They Prey on the Elderly

Posted on June 26, 2012 by


Several years ago, a family member who has Alzheimer’s disease had to be placed in an assisted living facility.  She was eight-five at the time.  During the transition we found a collection bill for a casket no one knew she had purchased.  I called the number on the statement and was given the run-around for a good fifteen minutes before demanding to speak with a manager.  A woman who identified herself as a supervisor, but would not give her last name, said that the contract was signed a year prior and was delinquent.

“What did you expect?” I said.  “Your salesperson sold a casket to an eighty-five year old with Alzheimer’s and Dementia.”

“Well, we still expect our clients to pay on schedule,” she said.

I suggested a more important issue was why she was sending her salespeople to adult day-centers for seniors who have Alzheimer’s.  She did not respond.  When I threatened to contact the Attorney General, she told me we could “work something out.”

“There’s nothing to work out,” I said.  “You need to refund this contract.  She already has a casket that is paid-in-full – she doesn’t need two.”  I also explained that “her client” had just moved into a facility under the advice of her physician.

“The best I can do is let her out of the rest of the contract,” she said.  “I’m not going to make someone in a nursing home keep paying on their contract – I’m not that mean.”

I explained to her that she wasn’t doing her client any favors – all her money was now going to the facility and if manipulating seniors at the end of their life wasn’t mean, I didn’t know what was.

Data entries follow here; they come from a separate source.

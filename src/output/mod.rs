//! Output formatting for directory listings
//!
//! Three renderers share one contract: read the tree once with
//! `TreeBuilder`, then serialize it.
//!
//! - `Text`: root path followed by an indented tree (`TextFormatter`)
//! - `Json`: pretty-printed array of entries
//! - `Yaml`: block-style sequence of entries

mod config;
mod json;
mod text;
mod yaml;

use std::fmt;
use std::path::Path;
use std::str::FromStr;

pub use config::OutputConfig;
pub use json::{format_json, print_json};
pub use text::TextFormatter;
pub use yaml::{format_yaml, print_yaml};

use crate::error::Result;
use crate::tree::{BuilderConfig, TreeBuilder};
use crate::validate::ValidationError;

/// Supported output formats.
#[derive(Debug, Clone, Copy, PartialEq, Eq, Default)]
pub enum OutputFormat {
    #[default]
    Text,
    Json,
    Yaml,
}

impl OutputFormat {
    pub const ALL: [OutputFormat; 3] = [OutputFormat::Text, OutputFormat::Json, OutputFormat::Yaml];

    pub fn name(self) -> &'static str {
        match self {
            OutputFormat::Text => "text",
            OutputFormat::Json => "json",
            OutputFormat::Yaml => "yaml",
        }
    }
}

impl fmt::Display for OutputFormat {
    fn fmt(&self, f: &mut fmt::Formatter<'_>) -> fmt::Result {
        f.write_str(self.name())
    }
}

impl FromStr for OutputFormat {
    type Err = ValidationError;

    fn from_str(s: &str) -> std::result::Result<Self, Self::Err> {
        Self::ALL
            .into_iter()
            .find(|format| format.name() == s)
            .ok_or_else(|| ValidationError::UnknownFormat(s.to_string()))
    }
}

/// Read the tree below `root` and render it in `format`.
pub fn render(
    format: OutputFormat,
    root: &Path,
    builder: &BuilderConfig,
    output: &OutputConfig,
) -> Result<String> {
    let entries = TreeBuilder::new(builder.clone()).build(root);
    match format {
        OutputFormat::Text => Ok(TextFormatter::new(output.clone())
            .format(&root.display().to_string(), &entries)?),
        OutputFormat::Json => format_json(&entries),
        OutputFormat::Yaml => format_yaml(&entries),
    }
}

/// Read the tree below `root` and print it to stdout in `format`.
pub fn print(
    format: OutputFormat,
    root: &Path,
    builder: &BuilderConfig,
    output: &OutputConfig,
) -> Result<()> {
    let entries = TreeBuilder::new(builder.clone()).build(root);
    match format {
        OutputFormat::Text => {
            TextFormatter::new(output.clone()).print(&root.display().to_string(), &entries)?;
            Ok(())
        }
        OutputFormat::Json => print_json(&entries),
        OutputFormat::Yaml => print_yaml(&entries),
    }
}
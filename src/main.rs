//! CLI entry point for treelist

use std::io::IsTerminal;
use std::path::Path;
use std::process;

use clap::{CommandFactory, Parser, ValueEnum};
use tracing::Level;
use treelist::{BuilderConfig, OutputConfig, validate_input};

/// Color output mode
#[derive(Debug, Clone, Copy, Default, ValueEnum)]
enum ColorMode {
    /// Auto-detect based on terminal and environment
    #[default]
    Auto,
    /// Always use colors
    Always,
    /// Never use colors
    Never,
}

/// Determine whether to use color output based on mode and environment.
fn should_use_color(mode: ColorMode) -> bool {
    match mode {
        ColorMode::Always => true,
        ColorMode::Never => false,
        ColorMode::Auto => {
            // Respect NO_COLOR environment variable (https://no-color.org/)
            if std::env::var_os("NO_COLOR").is_some() {
                return false;
            }
            if std::env::var_os("FORCE_COLOR").is_some() {
                return true;
            }
            if std::env::var("TERM").map(|t| t == "dumb").unwrap_or(false) {
                return false;
            }
            std::io::stdout().is_terminal()
        }
    }
}

#[derive(Parser, Debug)]
#[command(name = "treelist")]
#[command(about = "List a directory tree as indented text, JSON or YAML")]
#[command(version)]
struct Args {
    /// REQUIRED: path to the directory to list
    #[arg(short, long, default_value = "")]
    path: String,

    /// List files recursively
    #[arg(short, long)]
    recursive: bool,

    /// Output format: text, json or yaml
    #[arg(short, long, value_name = "FORMAT", default_value = "text")]
    output: String,

    /// Control color output for text: auto, always, never
    #[arg(long = "color", value_name = "WHEN", default_value = "auto")]
    color: ColorMode,

    /// Report unreadable directories and entries on stderr
    #[arg(short, long)]
    verbose: bool,
}

fn init_logging(verbose: bool) {
    let level = if verbose { Level::WARN } else { Level::ERROR };
    tracing_subscriber::fmt()
        .with_writer(std::io::stderr)
        .with_max_level(level)
        .with_target(false)
        .without_time()
        .init();
}

fn main() {
    let args = Args::parse();
    init_logging(args.verbose);

    // Invalid input prints every problem, then the usage text
    let validation = validate_input(&args.path, &args.output);
    let Some(format) = validation.format() else {
        for e in validation.errors() {
            eprintln!("{}\n", e);
        }
        eprintln!("{}", Args::command().render_help());
        return;
    };
    let builder = BuilderConfig::recursive(args.recursive);
    let output = OutputConfig {
        use_color: should_use_color(args.color),
    };

    if let Err(e) = treelist::print(format, Path::new(&args.path), &builder, &output) {
        eprintln!("treelist: error writing output: {}", e);
        process::exit(1);
    }
}
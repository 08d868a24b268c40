//! Command-line input validation
//!
//! Every check runs, so a single report can list all problems at once.

use std::io;
use std::path::Path;

use thiserror::Error;

use crate::output::OutputFormat;

/// A single problem with the command-line input.
#[derive(Debug, Error)]
pub enum ValidationError {
    #[error("Path must be specified.")]
    MissingPath,

    #[error("An error occurred while trying to read path: {0}")]
    Unreadable(#[source] io::Error),

    #[error("Path must be a directory.")]
    NotADirectory,

    #[error("Unknown output type \"{0}\"")]
    UnknownFormat(String),
}

/// Outcome of `validate_input`: the parsed format, if known, and the
/// collected errors in check order.
#[derive(Debug, Default)]
pub struct Validation {
    format: Option<OutputFormat>,
    errors: Vec<ValidationError>,
}

impl Validation {
    /// The requested format, present only when every check passed.
    pub fn format(&self) -> Option<OutputFormat> {
        self.format.filter(|_| self.is_valid())
    }

    pub fn is_valid(&self) -> bool {
        self.errors.is_empty()
    }

    pub fn errors(&self) -> &[ValidationError] {
        &self.errors
    }

    pub fn into_errors(self) -> Vec<ValidationError> {
        self.errors
    }
}

/// Check that `path` names an existing directory and `output` a known format.
pub fn validate_input(path: &str, output: &str) -> Validation {
    let mut errors = Vec::new();

    if path.is_empty() {
        errors.push(ValidationError::MissingPath);
    } else {
        match Path::new(path).metadata() {
            Ok(meta) if !meta.is_dir() => errors.push(ValidationError::NotADirectory),
            Ok(_) => {}
            Err(e) => errors.push(ValidationError::Unreadable(e)),
        }
    }

    let format = match output.parse::<OutputFormat>() {
        Ok(format) => Some(format),
        Err(e) => {
            errors.push(e);
            None
        }
    };

    Validation { format, errors }
}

“Well, I could still make her pay – it is a legal contract,” she said.  The contract was eventually voided, but no money was refunded.

I’ve heard one too many stories from my senior patients who unknowingly signed-over benefits or purchased something they didn’t even know they bought.  It is nothing less than predatory to lure an elderly person into making a business decision, especially when they don’t have the mental capacity to do so.  It bothers me to have to tell someone close to the end of their life that they need to be on guard for predators.  I’d rather tell them to relax and not worry about a thing.